As a matter of fact, Keynes never advocated fiscal stimulus as a permanent measure, but only as a short-term device to escape a deflationary spiral. If deflation, or at least a non-growth economy, is to be permanent, then we need another kind of money system, one not based on interest-bearing debt. This is one of the primary themes of my book, Sacred Economics. Would non-growth really be that bad? Would it be so bad if we held consumption constant henceforward and worked less and less?

Until we have such a system, or unless I am wrong and there is still some new dimension of nature, culture, or relationship that can be turned into money, the unemployment problem will not go away. It can be alleviated in the long run only by a return to growth, which is one reason why every politician calls for growth, glorifies growth, and celebrates growth. If we are indeed nearing the end of growth, then, absent radical monetary reform, we are also in an era of high and growing unemployment. It is no accident, and no temporary glitch, that the unemployment rate is so high. It is symptomatic of a profound shift in human economy and our relationship to the planet.

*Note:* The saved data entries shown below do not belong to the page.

pub use slog::{crit, debug, error, info, o, trace, warn, Discard, Logger};

use sloggers::{Config, LoggerConfig};

/// Builds a logger from a TOML configuration string.
pub fn from_toml(config: &str) -> Logger {
    let config: LoggerConfig = serdeconv::from_toml_str(config).expect("Bad logger configuration");

    config.build_logger().expect("Error building logger")
}

/// Default terminal logger on stderr.
pub fn init() -> Logger {
    from_toml(
        r#"
type = "terminal"
level = "info"
destination = "stderr"
"#,
    )
}

/// A logger that swallows everything. Used as the fallback when a component
/// is constructed without a parent logger.
pub fn null() -> Logger {
    Logger::root(Discard, o!())
}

Ultimately, we need to reframe the whole question of labor. Another word for unemployment, at least when it is distributed evenly and dissociated from economic survival, is “leisure”. if only money were not an issue, I am sure many working people would welcome a bit of unemployment. And better even than leisure would be the freedom to pursue our noblest and most generous impulses to heal the hurts of the planet and its people. The high unemployment rate is a harbinger of a transition in the nature of work.

While fiscal stimulus under present circumstances doesn’t address the deep issue, it does point toward a deep solution. Stimulus can create jobs doing things that don’t bring a positive return on capital — such things as intensive recycling, restoring wetlands, cleaning up toxic waste, caring for the indigent sick, teaching people to garden, beautifying the urban environment, holding free music and arts festivals, and so on. Happily, these are the things we want and need more of, as opposed to more sprawling suburbs, electronic billboards, coal mines, trash incinerators, nuclear weapons, and plastic bags. When economists speak of (on the Left) increasing demand or (on the Right) increasing productive investment to stimulate growth, aren’t they essentially calling for even more of the things of which we already have enough? Today, every sign of a recovery in housing starts is celebrated as great economic news — all at a time when, in the United States, 19 million housing units stand vacant!

Quite evidently, increasing consumption, increasing demand, and increasing production isn’t going to make us any happier or improve the quality of life. Even in Third World countries, this is truer than most people realize: poverty there comes more from disruption of subsistence farming and networks of social reciprocity by global economic forces than it does from any underlying lack of life necessities. Can you see the insanity of endlessly seeking more, more, more — for the sole reason of keeping people employed? Couldn’t all that labor be better allocated, on this planet in crisis?

Common sense tells us it should be possible: if 80% of the workforce can already fulfill and overfulfill society’s existing needs, the remaining 20% could do other work without any sacrifice of our material well-being. Essentially, the 80% of us who are producing salable product will have to fund, directly or indirectly, the 20% who are not. Today we can only fund them with debt, pretending that one day that debt will be redeemed, and all the while allowing the proceeds of its interest to accumulate in the hands of the few. But we could also, in principle, fund them with taxes on the wealthy, or simply by printing new, debt-free money outside the central banking system. Yes, this would be inflationary, though not hyperinflationary (hyperinflation results not from monetary expansion, but from supply shortages). Such inflation acts very like a wealth tax, but it harbors many dangers. There is a much better solution: a direct tax on liquidity coupled with physical currency that carries a depreciating nominal value. I discuss this at length in my book and will do so again in future posts.